Saved data entries
┌──

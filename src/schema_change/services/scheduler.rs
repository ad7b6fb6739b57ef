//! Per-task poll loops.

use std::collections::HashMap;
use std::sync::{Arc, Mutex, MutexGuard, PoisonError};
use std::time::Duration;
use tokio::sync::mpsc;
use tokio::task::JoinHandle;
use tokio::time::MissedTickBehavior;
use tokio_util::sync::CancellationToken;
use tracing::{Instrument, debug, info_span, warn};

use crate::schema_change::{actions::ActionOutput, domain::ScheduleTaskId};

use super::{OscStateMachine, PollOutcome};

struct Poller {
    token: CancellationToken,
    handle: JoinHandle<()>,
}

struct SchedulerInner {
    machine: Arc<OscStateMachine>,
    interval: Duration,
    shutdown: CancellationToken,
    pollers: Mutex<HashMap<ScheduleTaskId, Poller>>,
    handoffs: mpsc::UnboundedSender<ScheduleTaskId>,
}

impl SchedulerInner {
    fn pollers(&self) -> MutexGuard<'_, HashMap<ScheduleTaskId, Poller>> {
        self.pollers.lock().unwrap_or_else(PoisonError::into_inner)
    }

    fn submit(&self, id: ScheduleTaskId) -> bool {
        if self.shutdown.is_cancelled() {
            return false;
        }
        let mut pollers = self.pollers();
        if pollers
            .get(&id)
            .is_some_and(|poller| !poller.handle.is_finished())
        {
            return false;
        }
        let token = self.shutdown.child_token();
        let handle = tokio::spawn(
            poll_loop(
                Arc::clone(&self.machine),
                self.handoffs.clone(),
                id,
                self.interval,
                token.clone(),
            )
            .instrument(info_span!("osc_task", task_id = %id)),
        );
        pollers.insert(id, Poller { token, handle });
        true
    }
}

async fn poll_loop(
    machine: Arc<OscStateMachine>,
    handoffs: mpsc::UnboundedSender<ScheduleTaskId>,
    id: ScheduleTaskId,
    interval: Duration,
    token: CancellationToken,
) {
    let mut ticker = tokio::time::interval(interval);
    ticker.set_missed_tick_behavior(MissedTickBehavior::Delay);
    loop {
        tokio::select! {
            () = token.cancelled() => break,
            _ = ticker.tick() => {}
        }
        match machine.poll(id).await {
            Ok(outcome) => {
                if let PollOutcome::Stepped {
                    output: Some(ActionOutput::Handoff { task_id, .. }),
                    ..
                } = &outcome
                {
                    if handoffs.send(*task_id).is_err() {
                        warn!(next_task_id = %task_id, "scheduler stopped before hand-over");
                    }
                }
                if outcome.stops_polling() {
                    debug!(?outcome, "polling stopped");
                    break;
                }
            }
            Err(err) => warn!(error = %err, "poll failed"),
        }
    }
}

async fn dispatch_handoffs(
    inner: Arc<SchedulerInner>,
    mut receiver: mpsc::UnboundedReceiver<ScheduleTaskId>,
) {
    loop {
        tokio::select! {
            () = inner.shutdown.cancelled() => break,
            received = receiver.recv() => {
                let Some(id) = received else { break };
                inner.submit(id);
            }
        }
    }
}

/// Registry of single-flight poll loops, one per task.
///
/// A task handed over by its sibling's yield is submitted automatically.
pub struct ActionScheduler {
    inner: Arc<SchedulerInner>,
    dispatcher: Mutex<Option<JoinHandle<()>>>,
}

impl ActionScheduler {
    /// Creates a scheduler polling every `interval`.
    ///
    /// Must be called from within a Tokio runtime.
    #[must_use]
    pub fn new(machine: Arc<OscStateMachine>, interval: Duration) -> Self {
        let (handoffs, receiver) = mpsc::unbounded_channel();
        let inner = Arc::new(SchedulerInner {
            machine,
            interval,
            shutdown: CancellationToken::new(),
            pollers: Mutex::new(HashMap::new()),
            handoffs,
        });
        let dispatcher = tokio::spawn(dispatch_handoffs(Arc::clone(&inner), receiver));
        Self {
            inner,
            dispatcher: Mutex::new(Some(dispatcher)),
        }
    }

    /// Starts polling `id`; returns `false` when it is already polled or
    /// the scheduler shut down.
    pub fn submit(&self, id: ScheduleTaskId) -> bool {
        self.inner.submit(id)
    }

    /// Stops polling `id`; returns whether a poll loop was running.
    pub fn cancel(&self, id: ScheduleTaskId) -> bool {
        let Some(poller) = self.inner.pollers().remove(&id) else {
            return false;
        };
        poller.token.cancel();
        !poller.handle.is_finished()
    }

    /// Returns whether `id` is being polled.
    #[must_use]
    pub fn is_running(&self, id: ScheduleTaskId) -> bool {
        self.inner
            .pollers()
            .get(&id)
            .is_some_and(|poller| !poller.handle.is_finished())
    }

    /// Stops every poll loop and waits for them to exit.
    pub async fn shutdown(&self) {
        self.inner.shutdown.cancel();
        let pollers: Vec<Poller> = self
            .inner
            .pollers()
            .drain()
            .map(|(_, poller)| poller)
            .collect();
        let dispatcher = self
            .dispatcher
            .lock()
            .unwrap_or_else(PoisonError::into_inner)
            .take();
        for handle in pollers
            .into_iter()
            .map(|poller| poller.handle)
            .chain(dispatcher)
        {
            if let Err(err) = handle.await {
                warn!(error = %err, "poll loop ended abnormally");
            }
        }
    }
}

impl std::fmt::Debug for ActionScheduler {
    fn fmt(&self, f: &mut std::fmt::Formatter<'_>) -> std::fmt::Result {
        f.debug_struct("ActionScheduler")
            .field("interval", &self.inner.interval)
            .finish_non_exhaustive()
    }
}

└──
┌──

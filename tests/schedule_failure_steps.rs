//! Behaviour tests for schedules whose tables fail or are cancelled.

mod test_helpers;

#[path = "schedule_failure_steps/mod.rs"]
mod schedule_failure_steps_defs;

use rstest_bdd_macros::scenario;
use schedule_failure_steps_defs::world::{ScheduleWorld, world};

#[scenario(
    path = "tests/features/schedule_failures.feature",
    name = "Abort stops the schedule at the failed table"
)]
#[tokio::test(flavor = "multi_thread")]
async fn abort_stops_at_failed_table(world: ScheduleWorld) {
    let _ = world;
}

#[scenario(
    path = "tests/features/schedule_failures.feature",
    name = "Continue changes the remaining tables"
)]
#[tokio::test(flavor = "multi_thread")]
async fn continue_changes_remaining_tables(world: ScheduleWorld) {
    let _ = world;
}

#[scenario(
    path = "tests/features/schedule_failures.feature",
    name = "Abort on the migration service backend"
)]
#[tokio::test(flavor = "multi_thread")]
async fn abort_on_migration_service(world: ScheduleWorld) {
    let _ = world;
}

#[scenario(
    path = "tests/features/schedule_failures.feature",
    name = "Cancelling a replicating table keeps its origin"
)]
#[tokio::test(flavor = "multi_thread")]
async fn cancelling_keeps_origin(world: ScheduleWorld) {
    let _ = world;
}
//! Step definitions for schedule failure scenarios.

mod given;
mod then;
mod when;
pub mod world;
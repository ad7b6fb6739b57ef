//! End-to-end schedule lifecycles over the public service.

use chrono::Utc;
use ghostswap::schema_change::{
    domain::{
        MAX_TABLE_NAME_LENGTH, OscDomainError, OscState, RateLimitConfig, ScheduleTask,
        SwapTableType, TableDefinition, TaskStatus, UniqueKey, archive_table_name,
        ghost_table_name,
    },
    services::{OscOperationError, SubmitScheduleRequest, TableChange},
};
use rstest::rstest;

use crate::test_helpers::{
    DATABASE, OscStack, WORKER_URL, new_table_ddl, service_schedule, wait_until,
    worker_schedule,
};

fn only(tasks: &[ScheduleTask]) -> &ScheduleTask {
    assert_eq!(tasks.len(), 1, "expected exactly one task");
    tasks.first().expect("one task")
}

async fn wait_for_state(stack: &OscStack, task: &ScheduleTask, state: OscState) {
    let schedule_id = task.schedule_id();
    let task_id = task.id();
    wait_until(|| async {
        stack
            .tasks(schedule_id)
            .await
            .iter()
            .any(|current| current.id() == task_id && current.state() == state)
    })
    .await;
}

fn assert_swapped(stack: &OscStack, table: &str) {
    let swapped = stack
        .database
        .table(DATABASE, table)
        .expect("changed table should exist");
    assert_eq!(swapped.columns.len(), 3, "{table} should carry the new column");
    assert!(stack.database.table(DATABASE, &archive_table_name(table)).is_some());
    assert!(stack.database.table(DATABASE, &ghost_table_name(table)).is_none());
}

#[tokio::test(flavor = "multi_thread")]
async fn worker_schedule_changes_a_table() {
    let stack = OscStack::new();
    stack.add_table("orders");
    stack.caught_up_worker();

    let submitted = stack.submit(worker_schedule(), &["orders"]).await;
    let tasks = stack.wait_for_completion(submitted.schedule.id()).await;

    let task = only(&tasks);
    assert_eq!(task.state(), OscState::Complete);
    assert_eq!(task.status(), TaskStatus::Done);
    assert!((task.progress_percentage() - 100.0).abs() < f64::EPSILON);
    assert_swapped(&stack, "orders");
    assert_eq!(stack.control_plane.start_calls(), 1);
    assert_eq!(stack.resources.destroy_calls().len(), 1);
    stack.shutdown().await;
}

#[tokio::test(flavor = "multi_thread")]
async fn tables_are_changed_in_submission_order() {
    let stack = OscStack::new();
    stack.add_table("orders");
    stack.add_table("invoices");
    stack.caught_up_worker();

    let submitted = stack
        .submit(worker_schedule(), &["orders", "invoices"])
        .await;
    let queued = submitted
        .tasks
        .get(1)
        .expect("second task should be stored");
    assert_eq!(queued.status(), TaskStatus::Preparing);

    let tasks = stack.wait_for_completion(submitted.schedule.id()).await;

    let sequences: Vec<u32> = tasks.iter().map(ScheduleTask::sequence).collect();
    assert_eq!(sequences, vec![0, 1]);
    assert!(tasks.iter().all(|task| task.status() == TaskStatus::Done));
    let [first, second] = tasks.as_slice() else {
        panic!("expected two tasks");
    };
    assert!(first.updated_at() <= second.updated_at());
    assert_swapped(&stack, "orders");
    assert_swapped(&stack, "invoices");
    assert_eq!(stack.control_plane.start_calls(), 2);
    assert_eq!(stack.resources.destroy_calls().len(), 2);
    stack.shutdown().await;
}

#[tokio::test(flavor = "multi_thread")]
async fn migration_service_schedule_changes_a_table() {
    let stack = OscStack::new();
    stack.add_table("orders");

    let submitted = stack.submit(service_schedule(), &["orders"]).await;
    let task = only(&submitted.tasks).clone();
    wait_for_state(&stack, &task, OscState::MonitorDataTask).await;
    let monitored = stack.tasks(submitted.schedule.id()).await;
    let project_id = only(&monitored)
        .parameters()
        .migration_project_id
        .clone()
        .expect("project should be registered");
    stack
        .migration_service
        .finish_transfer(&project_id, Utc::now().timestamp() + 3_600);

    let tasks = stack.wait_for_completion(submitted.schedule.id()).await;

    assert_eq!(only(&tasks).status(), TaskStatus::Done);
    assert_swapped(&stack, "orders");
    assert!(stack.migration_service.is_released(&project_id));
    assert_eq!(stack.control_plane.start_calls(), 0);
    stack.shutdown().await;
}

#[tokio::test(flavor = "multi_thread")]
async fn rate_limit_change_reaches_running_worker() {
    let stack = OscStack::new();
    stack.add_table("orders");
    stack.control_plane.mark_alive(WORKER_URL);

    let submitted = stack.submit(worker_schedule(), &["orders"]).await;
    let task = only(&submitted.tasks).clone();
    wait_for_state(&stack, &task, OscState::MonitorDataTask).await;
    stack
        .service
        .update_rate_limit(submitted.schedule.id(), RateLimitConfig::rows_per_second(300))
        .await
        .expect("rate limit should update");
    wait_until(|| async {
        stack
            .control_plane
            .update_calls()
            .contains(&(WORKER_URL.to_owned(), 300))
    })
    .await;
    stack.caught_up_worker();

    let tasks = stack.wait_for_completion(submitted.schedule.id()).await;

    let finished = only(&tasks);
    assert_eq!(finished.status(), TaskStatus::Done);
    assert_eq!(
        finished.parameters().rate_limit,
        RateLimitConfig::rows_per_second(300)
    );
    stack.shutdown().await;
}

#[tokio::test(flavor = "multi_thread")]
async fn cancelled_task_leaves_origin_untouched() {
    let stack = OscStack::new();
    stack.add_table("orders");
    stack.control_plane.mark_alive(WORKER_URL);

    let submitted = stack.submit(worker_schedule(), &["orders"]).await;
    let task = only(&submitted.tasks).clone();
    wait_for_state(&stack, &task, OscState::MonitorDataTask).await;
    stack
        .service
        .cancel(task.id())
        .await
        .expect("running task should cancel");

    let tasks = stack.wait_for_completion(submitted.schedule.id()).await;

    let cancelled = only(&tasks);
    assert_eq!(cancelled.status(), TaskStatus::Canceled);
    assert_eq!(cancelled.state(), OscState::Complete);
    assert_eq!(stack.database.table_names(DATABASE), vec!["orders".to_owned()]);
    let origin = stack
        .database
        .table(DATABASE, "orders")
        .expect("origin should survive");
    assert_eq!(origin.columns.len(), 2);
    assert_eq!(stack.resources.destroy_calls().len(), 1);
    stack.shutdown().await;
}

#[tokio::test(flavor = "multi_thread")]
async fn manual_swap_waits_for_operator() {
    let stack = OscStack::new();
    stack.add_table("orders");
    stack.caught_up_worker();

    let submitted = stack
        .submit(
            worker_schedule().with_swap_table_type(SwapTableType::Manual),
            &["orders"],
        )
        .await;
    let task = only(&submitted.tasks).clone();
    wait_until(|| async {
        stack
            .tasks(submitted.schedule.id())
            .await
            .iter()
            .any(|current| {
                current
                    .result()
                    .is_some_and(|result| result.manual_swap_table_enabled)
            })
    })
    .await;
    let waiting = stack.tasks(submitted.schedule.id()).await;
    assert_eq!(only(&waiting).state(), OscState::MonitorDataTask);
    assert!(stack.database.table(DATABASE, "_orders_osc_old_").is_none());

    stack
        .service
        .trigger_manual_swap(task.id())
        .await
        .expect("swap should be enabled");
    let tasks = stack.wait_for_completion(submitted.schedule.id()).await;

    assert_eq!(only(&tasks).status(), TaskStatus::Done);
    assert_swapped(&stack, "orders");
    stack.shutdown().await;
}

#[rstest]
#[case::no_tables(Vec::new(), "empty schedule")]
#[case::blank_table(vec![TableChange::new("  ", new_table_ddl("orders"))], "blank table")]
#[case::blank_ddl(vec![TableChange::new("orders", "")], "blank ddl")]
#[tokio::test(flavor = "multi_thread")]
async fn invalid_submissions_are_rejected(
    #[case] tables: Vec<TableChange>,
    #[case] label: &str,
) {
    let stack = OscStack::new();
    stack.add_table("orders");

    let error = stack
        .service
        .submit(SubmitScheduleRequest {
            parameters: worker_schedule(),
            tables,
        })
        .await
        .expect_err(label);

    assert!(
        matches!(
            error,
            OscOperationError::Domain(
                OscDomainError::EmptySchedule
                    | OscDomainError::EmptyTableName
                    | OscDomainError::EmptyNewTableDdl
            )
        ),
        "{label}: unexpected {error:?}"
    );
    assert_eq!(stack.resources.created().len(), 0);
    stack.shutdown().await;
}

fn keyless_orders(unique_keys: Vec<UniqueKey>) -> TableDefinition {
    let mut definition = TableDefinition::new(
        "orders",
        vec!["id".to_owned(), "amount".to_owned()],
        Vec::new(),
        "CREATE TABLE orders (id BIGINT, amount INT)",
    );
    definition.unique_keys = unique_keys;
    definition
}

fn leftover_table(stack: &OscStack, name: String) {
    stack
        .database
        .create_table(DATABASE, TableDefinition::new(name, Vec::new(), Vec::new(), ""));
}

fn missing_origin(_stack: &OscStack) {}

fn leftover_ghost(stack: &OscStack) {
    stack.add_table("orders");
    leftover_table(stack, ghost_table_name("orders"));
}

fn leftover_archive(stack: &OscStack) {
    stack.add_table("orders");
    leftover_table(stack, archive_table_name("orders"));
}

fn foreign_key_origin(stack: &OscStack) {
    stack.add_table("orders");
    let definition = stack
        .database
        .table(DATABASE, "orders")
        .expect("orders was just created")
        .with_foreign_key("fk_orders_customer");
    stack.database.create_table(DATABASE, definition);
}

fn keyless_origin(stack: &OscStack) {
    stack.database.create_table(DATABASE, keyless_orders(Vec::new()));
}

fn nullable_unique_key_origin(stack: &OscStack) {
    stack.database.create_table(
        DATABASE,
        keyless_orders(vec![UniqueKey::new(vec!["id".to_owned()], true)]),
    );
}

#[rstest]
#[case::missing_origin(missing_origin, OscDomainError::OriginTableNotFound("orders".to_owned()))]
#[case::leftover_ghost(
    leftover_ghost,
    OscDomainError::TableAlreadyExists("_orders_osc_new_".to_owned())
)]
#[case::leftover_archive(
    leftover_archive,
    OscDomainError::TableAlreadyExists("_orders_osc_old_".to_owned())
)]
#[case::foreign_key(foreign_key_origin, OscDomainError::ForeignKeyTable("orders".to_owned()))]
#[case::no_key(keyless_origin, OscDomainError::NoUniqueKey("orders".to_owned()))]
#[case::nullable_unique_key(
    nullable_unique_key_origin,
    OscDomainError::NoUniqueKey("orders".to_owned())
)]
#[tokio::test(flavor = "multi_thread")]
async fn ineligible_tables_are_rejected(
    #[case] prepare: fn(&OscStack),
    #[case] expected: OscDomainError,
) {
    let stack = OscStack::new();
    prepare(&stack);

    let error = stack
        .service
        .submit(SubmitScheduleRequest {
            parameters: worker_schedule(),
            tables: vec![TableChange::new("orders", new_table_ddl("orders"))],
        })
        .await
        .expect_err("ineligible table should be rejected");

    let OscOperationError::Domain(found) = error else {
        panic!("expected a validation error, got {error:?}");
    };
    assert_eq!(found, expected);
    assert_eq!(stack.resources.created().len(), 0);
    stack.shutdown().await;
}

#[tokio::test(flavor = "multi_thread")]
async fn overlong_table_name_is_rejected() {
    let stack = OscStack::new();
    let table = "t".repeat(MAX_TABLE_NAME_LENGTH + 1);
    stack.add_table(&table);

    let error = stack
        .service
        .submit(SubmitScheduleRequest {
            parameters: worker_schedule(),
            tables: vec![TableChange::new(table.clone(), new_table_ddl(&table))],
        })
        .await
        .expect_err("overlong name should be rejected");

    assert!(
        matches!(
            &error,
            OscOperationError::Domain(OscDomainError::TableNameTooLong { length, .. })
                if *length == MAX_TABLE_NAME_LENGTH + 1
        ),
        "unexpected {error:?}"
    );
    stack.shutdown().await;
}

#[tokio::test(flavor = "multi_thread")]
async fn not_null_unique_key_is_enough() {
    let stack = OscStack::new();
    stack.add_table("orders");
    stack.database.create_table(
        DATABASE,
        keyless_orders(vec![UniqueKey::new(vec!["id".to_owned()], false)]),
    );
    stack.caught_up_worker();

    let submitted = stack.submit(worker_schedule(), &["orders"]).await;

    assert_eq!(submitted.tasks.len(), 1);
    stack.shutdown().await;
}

└──
┌──

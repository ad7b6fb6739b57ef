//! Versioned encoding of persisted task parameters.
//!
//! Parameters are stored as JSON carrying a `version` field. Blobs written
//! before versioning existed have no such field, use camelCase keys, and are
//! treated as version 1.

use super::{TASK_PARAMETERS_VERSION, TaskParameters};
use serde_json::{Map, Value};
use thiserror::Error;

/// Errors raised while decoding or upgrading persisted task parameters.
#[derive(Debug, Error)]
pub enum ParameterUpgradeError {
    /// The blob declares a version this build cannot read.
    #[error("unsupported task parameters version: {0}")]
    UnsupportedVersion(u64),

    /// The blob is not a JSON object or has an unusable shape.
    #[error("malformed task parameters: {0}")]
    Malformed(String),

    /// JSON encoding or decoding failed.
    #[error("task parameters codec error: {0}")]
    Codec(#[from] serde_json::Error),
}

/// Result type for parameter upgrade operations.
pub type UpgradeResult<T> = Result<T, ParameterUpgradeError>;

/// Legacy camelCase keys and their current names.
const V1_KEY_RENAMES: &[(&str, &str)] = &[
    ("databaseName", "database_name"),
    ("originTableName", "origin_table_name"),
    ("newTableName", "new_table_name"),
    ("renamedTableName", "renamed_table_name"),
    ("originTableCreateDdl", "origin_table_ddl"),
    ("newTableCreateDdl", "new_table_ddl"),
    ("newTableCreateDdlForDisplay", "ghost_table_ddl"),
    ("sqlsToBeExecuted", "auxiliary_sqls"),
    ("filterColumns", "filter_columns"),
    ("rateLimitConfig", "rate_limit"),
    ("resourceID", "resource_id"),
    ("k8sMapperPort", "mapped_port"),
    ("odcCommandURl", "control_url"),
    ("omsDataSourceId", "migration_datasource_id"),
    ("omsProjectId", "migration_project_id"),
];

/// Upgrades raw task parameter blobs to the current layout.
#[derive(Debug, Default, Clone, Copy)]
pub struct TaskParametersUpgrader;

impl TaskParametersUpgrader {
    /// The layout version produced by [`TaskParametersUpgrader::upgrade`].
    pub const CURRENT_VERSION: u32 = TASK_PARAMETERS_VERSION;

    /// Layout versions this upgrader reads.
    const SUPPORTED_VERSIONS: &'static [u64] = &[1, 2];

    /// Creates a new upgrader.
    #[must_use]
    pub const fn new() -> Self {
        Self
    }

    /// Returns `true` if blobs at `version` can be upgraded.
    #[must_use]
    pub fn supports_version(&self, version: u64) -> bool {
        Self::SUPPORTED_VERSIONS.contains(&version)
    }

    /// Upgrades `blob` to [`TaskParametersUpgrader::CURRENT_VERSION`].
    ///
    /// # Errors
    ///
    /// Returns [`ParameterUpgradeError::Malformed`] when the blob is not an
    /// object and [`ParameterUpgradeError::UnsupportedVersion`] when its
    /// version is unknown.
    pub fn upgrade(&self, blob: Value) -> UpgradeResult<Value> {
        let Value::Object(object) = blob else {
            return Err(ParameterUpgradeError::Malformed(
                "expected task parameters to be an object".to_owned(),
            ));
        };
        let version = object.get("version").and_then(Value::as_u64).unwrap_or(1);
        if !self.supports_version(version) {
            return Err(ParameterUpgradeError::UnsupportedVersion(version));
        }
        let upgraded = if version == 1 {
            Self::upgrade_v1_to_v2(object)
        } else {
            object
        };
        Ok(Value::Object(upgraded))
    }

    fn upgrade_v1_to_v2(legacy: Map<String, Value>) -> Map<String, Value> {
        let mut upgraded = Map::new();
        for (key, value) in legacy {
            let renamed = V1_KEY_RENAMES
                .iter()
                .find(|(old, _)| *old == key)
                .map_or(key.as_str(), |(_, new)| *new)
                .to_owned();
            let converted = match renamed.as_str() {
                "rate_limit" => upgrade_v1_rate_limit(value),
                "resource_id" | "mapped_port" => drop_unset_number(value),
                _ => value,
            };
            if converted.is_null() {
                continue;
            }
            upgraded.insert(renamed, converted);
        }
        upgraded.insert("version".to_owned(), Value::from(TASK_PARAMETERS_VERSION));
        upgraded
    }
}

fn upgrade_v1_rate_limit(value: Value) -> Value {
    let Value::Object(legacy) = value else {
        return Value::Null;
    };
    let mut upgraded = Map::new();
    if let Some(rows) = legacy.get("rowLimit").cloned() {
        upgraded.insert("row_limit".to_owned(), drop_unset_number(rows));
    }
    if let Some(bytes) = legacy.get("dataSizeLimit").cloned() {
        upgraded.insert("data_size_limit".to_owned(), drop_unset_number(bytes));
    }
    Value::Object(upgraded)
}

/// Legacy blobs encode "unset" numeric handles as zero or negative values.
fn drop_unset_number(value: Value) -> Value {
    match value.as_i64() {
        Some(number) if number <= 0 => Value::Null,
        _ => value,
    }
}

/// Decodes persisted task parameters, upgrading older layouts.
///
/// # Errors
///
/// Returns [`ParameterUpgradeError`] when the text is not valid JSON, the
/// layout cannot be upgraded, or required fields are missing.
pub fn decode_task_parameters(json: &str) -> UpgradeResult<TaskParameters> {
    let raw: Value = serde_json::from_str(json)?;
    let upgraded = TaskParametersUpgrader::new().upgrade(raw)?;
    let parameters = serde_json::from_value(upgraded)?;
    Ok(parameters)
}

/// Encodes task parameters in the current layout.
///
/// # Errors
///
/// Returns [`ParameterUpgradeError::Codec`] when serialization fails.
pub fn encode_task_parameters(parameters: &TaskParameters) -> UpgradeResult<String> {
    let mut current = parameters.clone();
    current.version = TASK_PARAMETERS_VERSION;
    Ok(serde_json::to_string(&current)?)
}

└──

TASK STATEMENT:
Your answer must consist solely of the lines above between the line holding "filename src/schema_change/services/scheduler.rs" and the line holding "use tokio::time::MissedTickBehavior;", inclusive, copied exactly.

RESPONSE TO THIS TASK:
filename src/schema_change/services/scheduler.rs
repository ad7b6fb6739b57ef
//! Per-task poll loops.

use std::collections::HashMap;
use std::sync::{Arc, Mutex, MutexGuard, PoisonError};
use std::time::Duration;
use tokio::sync::mpsc;
use tokio::task::JoinHandle;
use tokio::time::MissedTickBehavior;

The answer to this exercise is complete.